# Suiter ear tags



## Fay V (Jan 27, 2011)

I've seen this in convention pics, and a few before I got into suiting. Suiters will have temporary ear tags. These tags are put on them at the con. 
I've always wondered what they were for. 
here's an example http://www.furaffinity.net/full/5157696/ see there's a tag on his left ear
here's one from anthrocon http://www.furaffinity.net/full/4167471/


----------



## Smelge (Jan 27, 2011)

Aren't they just identification?

They look semi-official, so I'd imagine if there's some kind of best suit award, or a parade or something, it's easier to say "Suit number 4921" than "Generic wolf with rainbow tail number 4"


----------



## dinosaurdammit (Jan 27, 2011)

Hope this explains it Fay.
[video=youtube;WTKUpBAKXV8]http://www.youtube.com/watch?v=WTKUpBAKXV8&feature=player_embedded#at=30[/video]


----------



## Fenrari (Jan 27, 2011)

The previous post basically 

Also, it helps convention crew get a master number for all the fursuiters present at a convention.


----------



## Smelge (Jan 27, 2011)

Fenrari said:


> The previous post basically
> 
> Also, it helps convention crew get a master number for all the fursuiters present at a convention.


 
So they know if any survived the purge at the end, where they collect all the corpses in a huge bloody pile and remove the ear-tags for reference.


----------



## dinosaurdammit (Jan 27, 2011)

Fenrari said:


> The previous post basically
> 
> Also, it helps convention crew get a master number for all the fursuiters present at a convention.


 
They don't hand out ear tags anymore though. Does anyone know the new system for keeping count?


----------



## Fenrari (Jan 27, 2011)

dinosaurdammit said:


> They don't hand out ear tags anymore though. Does anyone know the new system for keeping count?


 
The Tags at FurCon were all numbered, so I thought thats how they did it for that Con.


----------



## dinosaurdammit (Jan 27, 2011)

There are only 1000 ear tags in existence- it was a ploy to raise money for charity by auctioning them off. They said they stopped making them but plan to use something else. Maybe they will brand fursuiters from now on- just line them up at the door and be ready with a hot iron. While I think the ear tags are a good thing...1600 FOR A DAMN 8 CENT TAG!!! WTF!


----------



## Fenrari (Jan 27, 2011)

dinosaurdammit said:


> There are only 1000 ear tags in existence- it was a ploy to raise money for charity by auctioning them off. They said they stopped making them but plan to use something else. Maybe they will brand fursuiters from now on- just line them up at the door and be ready with a hot iron. While I think the ear tags are a good thing...1600 FOR A DAMN 8 CENT TAG!!! WTF!
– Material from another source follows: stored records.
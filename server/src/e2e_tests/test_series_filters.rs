//! Test series leaves backed by series metadata, aggregations and collections.

use crate::e2e_tests::helpers::{Catalogue, ids, reader};
use crate::search::{
    AuthorMatch, BooleanOp, Equality, Literal, NumericNullable, SeriesCondition, Table,
};
use crate::types::CollectionId;

/// Series:
/// - s1: 3 of 3 books, rated 12, "en", published by "Viz", tagged "action",
///   books tagged "drama", genre "manga", in collection c1
/// - s2: 2 of 5 books, unrated, "fr", books tagged "action"
/// - s3: 1 book of unknown total, rated 16, "EN", in collection c1
fn catalogue() -> Catalogue {
    let member = |series: &str| {
        [
            ("COLLECTION_ID", Literal::from("c1")),
            ("SERIES_ID", Literal::from(series)),
        ]
    };
    let aggregated = Table::BookMetadataAggregationTag;
    Catalogue::new()
        .series(
            "s1",
            3,
            [
                ("TOTAL_BOOK_COUNT", Literal::from(3)),
                ("AGE_RATING", Literal::from(12)),
                ("LANGUAGE", Literal::from("en")),
                ("PUBLISHER", Literal::from("Viz")),
            ],
        )
        .series(
            "s2",
            2,
            [
                ("TOTAL_BOOK_COUNT", Literal::from(5)),
                ("LANGUAGE", Literal::from("fr")),
            ],
        )
        .series(
            "s3",
            1,
            [
                ("AGE_RATING", Literal::from(16)),
                ("LANGUAGE", Literal::from("EN")),
            ],
        )
        .series_values(&Table::SeriesMetadataTag, "TAG", "s1", &["action"])
        .series_values(&aggregated, "TAG", "s1", &["drama"])
        .series_values(&aggregated, "TAG", "s2", &["action"])
        .series_values(&Table::SeriesMetadataGenre, "GENRE", "s1", &["manga"])
        .row(&Table::CollectionSeries, member("s1"))
        .row(&Table::CollectionSeries, member("s3"))
        .row(
            &Table::BookMetadataAggregationAuthor,
            [
                ("SERIES_ID", Literal::from("s2")),
                ("NAME", Literal::from("Ursula")),
                ("ROLE", Literal::from("writer")),
            ],
        )
}

fn search(condition: &SeriesCondition) -> Vec<String> {
    catalogue().search(&reader(), condition)
}

#[test]
fn test_complete() {
    assert_eq!(
        search(&SeriesCondition::Complete(BooleanOp::IsTrue)),
        ids(&["s1"])
    );
    assert_eq!(
        search(&SeriesCondition::Complete(BooleanOp::IsFalse)),
        ids(&["s2", "s3"])
    );
}

#[test]
fn test_language_ignores_case() {
    let is = SeriesCondition::Language(Equality::Is("EN".to_owned()));
    assert_eq!(search(&is), ids(&["s1", "s3"]));
    let is_not = SeriesCondition::Language(Equality::IsNot("en".to_owned()));
    assert_eq!(search(&is_not), ids(&["s2"]));
}

#[test]
fn test_publisher() {
    let condition = SeriesCondition::Publisher(Equality::Is("viz".to_owned()));
    assert_eq!(search(&condition), ids(&["s1"]));
}

#[test]
fn test_tag_matches_series_or_book_tags() {
    let tag = |value: &str| SeriesCondition::Tag(Equality::Is(value.to_owned()));
    assert_eq!(search(&tag("action")), ids(&["s1", "s2"]));
    assert_eq!(search(&tag("drama")), ids(&["s1"]));
    assert_eq!(
        search(&SeriesCondition::Tag(Equality::IsNot("action".to_owned()))),
        ids(&["s3"])
    );
}

#[test]
fn test_genre() {
    let condition = SeriesCondition::Genre(Equality::Is("Manga".to_owned()));
    assert_eq!(search(&condition), ids(&["s1"]));
}

#[test]
fn test_nullable_age_rating() {
    assert_eq!(
        search(&SeriesCondition::AgeRating(NumericNullable::IsNot(12))),
        ids(&["s2", "s3"])
    );
    let older = SeriesCondition::AgeRating(NumericNullable::GreaterThan(10));
    assert_eq!(search(&older), ids(&["s1", "s3"]));
    assert_eq!(
        search(&SeriesCondition::AgeRating(NumericNullable::IsNull)),
        ids(&["s2"])
    );
}

#[test]
fn test_collection_membership() {
    let id = CollectionId::new("c1");
    assert_eq!(
        search(&SeriesCondition::CollectionId(Equality::Is(id.clone()))),
        ids(&["s1", "s3"])
    );
    assert_eq!(
        search(&SeriesCondition::CollectionId(Equality::IsNot(id))),
        ids(&["s2"])
    );
}

#[test]
fn test_author_from_book_aggregation() {
    let by = |author| SeriesCondition::Author(Equality::Is(author));
    assert_eq!(search(&by(AuthorMatch::name("ursula"))), ids(&["s2"]));
    assert_eq!(
        search(&by(AuthorMatch::new("Ursula", "penciller"))),
        Vec::<String>::new()
    );
    assert_eq!(
        search(&by(AuthorMatch::default())),
        ids(&["s1", "s2", "s3"])
    );
}
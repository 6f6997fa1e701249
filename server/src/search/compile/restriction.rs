//! Content restrictions: age rating and sharing-label policy.
//!
//! ```text
//! allowed = age_allowed OR label_allowed
//! denied  = age_denied AND label_denied
//! result  = allowed AND denied
//! ```
//!
//! A branch that is not configured is neutral: it is left out of the OR or
//! the AND rather than turned into a constant. With nothing configured the
//! result is `True` and no join is required.

use std::collections::BTreeSet;

use super::CompiledFilter;
use crate::auth::{AgeRestrictionMode, ContentRestrictions};
use crate::search::join::RequiredJoin;
use crate::search::predicate::{Comparison, Literal, Predicate, SubQuery};
use crate::search::schema::{series_metadata, series_metadata_sharing};

pub fn compile(restrictions: &ContentRestrictions) -> CompiledFilter {
    if !restrictions.is_restricted() {
        return CompiledFilter::always();
    }

    let age = restrictions.age_restriction;
    let age_allowed = age
        .filter(|age| age.mode == AgeRestrictionMode::AllowOnly)
        .map(|age| {
            let column = series_metadata::AGE_RATING;
            let within = Predicate::compare(column.clone(), Comparison::LtEq, age.age);
            Predicate::IsNotNull(column).and(within)
        });
    let age_denied = age
        .filter(|age| age.mode == AgeRestrictionMode::Exclude)
        .map(|age| {
            let column = series_metadata::AGE_RATING;
            let below = Predicate::compare(column.clone(), Comparison::Lt, age.age);
            Predicate::IsNull(column).or(below)
        });
    let label_allowed = labelled(&restrictions.labels_allow, false);
    let label_denied = labelled(&restrictions.labels_exclude, true);

    let allowed = match (age_allowed, label_allowed) {
        (Some(age), Some(label)) => Some(age.or(label)),
        (age, label) => age.or(label),
    };

    let branches: Vec<Predicate> = allowed
        .into_iter()
        .chain(age_denied)
        .chain(label_denied)
        .collect();
    tracing::trace!(branches = branches.len(), "compiled content restrictions");
    CompiledFilter::with_join(Predicate::all(branches), RequiredJoin::SeriesMetadata)
}

/// Series carrying any of `labels`, or none of them when `negated`.
fn labelled(labels: &BTreeSet<String>, negated: bool) -> Option<Predicate> {
    if labels.is_empty() {
        return None;
    }
    let subquery = SubQuery::new(
        series_metadata_sharing::SERIES_ID,
        Predicate::InList {
            column: series_metadata_sharing::LABEL,
            values: labels.iter().cloned().map(Literal::from).collect(),
            negated: false,
        },
    );
    Some(Predicate::InSubquery {
        column: series_metadata::SERIES_ID,
        subquery,
        negated,
    })
}

#[cfg(test)]
mod tests {
    use super::*;
    use crate::auth::AgeRestriction;
    use crate::search::join::JoinSet;

    fn none() -> Vec<&'static str> {
        Vec::new()
    }

    fn age_at_most(age: i32) -> Predicate {
        Predicate::And(vec![
            Predicate::IsNotNull(series_metadata::AGE_RATING),
            Predicate::compare(series_metadata::AGE_RATING, Comparison::LtEq, age),
        ])
    }

    fn age_below_or_unrated(age: i32) -> Predicate {
        Predicate::Or(vec![
            Predicate::IsNull(series_metadata::AGE_RATING),
            Predicate::compare(series_metadata::AGE_RATING, Comparison::Lt, age),
        ])
    }

    #[test]
    fn test_no_restrictions_is_true_without_joins() {
        let compiled = compile(&ContentRestrictions::none());
        assert_eq!(compiled.predicate, Predicate::True);
        assert!(compiled.required_joins.is_empty());
    }

    #[test]
    fn test_allow_only_age() {
        let restrictions =
            ContentRestrictions::new(Some(AgeRestriction::allow_only(10)), none(), none());
        let compiled = compile(&restrictions);
        assert_eq!(compiled.predicate, age_at_most(10));
        assert_eq!(
            compiled.required_joins,
            JoinSet::from([RequiredJoin::SeriesMetadata])
        );
    }

    #[test]
    fn test_exclude_age() {
        let restrictions =
            ContentRestrictions::new(Some(AgeRestriction::exclude(16)), none(), none());
        assert_eq!(compile(&restrictions).predicate, age_below_or_unrated(16));
    }

    #[test]
    fn test_allow_age_or_allow_label() {
        let restrictions =
            ContentRestrictions::new(Some(AgeRestriction::allow_only(10)), ["kids"], none());
        let predicate = compile(&restrictions).predicate;
        let Predicate::Or(branches) = predicate else {
            panic!("expected a disjunction, got {predicate:?}");
        };
        assert_eq!(branches.len(), 2);
        assert_eq!(branches[0], age_at_most(10));
        assert!(matches!(branches[1], Predicate::InSubquery { negated: false, .. }));
    }

    #[test]
    fn test_exclude_label_only_is_a_negative() {
        let restrictions = ContentRestrictions::new(None, none(), ["mature"]);
        let compiled = compile(&restrictions);
        let predicate = &compiled.predicate;
        assert!(matches!(predicate, Predicate::InSubquery { negated: true, .. }));
        assert_eq!(
            compiled.required_joins,
            JoinSet::from([RequiredJoin::SeriesMetadata])
        );
    }

    #[test]
    fn test_allow_and_exclude_are_anded() {
        let restrictions = ContentRestrictions::new(None, ["allow"], ["exclude"]);
        let predicate = compile(&restrictions).predicate;
        let Predicate::And(branches) = predicate else {
            panic!("expected a conjunction, got {predicate:?}");
        };
        let [first, second] = branches.as_slice() else {
            panic!("expected two branches, got {branches:?}");
        };
        assert!(matches!(first, Predicate::InSubquery { negated: false, .. }));
        assert!(matches!(second, Predicate::InSubquery { negated: true, .. }));
    }
}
You mean $16? And if I had a suit I'd buy one just to fit in...


----------



## dinosaurdammit (Jan 27, 2011)

Fenrari said:


> You mean $16? And if I had a suit I'd buy one just to fit in...


 
No. I mean sixteen HUNDRED dollars.


----------



## Fenrari (Jan 27, 2011)

dinosaurdammit said:


> No. I mean sixteen HUNDRED dollars.


 
You'll have to toss me some proof of that one...


----------



## dinosaurdammit (Jan 27, 2011)

Fenrari said:


> You'll have to toss me some proof of that one...


 
Watch the video- the bidding ended at 1,600 dollars.


----------



## Trpdwarf (Jan 27, 2011)

Those ear tags have been around for several years now at AC. The sole intent BTW was not charity purpose. Originally it a was fun idea that also had the additional benefit of allowing people to somewhat track the costumes by number as they go through the convention. Also numbers from certain years popping upon the same suit at other conventions also was good for the sake of taking in data. It was an idea to kind of emulate how animals are tagged and then released into the wild and it was all good fun.

Eventually they decided to stop doing it, and so the final year that the tags were being done there was an Auction for that certain number tag since it would be become a part of furry convention going memorabilia. This AC they are supposed to have something new to replace the ear tags. I myself have what 4 of these things floating around in the costume room? Maybe more from going to AC and being tagged, along with Zeke.


----------



## Fay V (Jan 27, 2011)

Thanks guys. I used to think that it was for pet auctions or something, but people mentioned how they'd just be tagged so myeah. Thanks for the info.


----------



## Xavan (Jan 27, 2011)

$1,600!?! Ok, it's so funny how people would pay that much for a pieces of plastic with print on it, but it's their money, whatever; and I guess a lifestyler would do that.


----------



## DArtJunkie (Feb 3, 2011)

I believe the last tag was auctioned for charity, so really the $1,600 was less for the tag itself and more to help a good cause. Not all that crazy, as many charity auctions have items that end in the millions.


----------



## pretty-omi (Feb 11, 2011)

The tags are normally free at cons, and paid for by the con itself, or a generous patron. They're not for anything per say other than to poke fun at how people tag their livestock. At FC they are given out to random folks to distribute to suiters. Some make the suits do something to earn the tag, like play along, others are simply given for the sole reason of the person being in suit. Some cons choose to auction off specific numbers of the tags to earn some money for their charities.


----------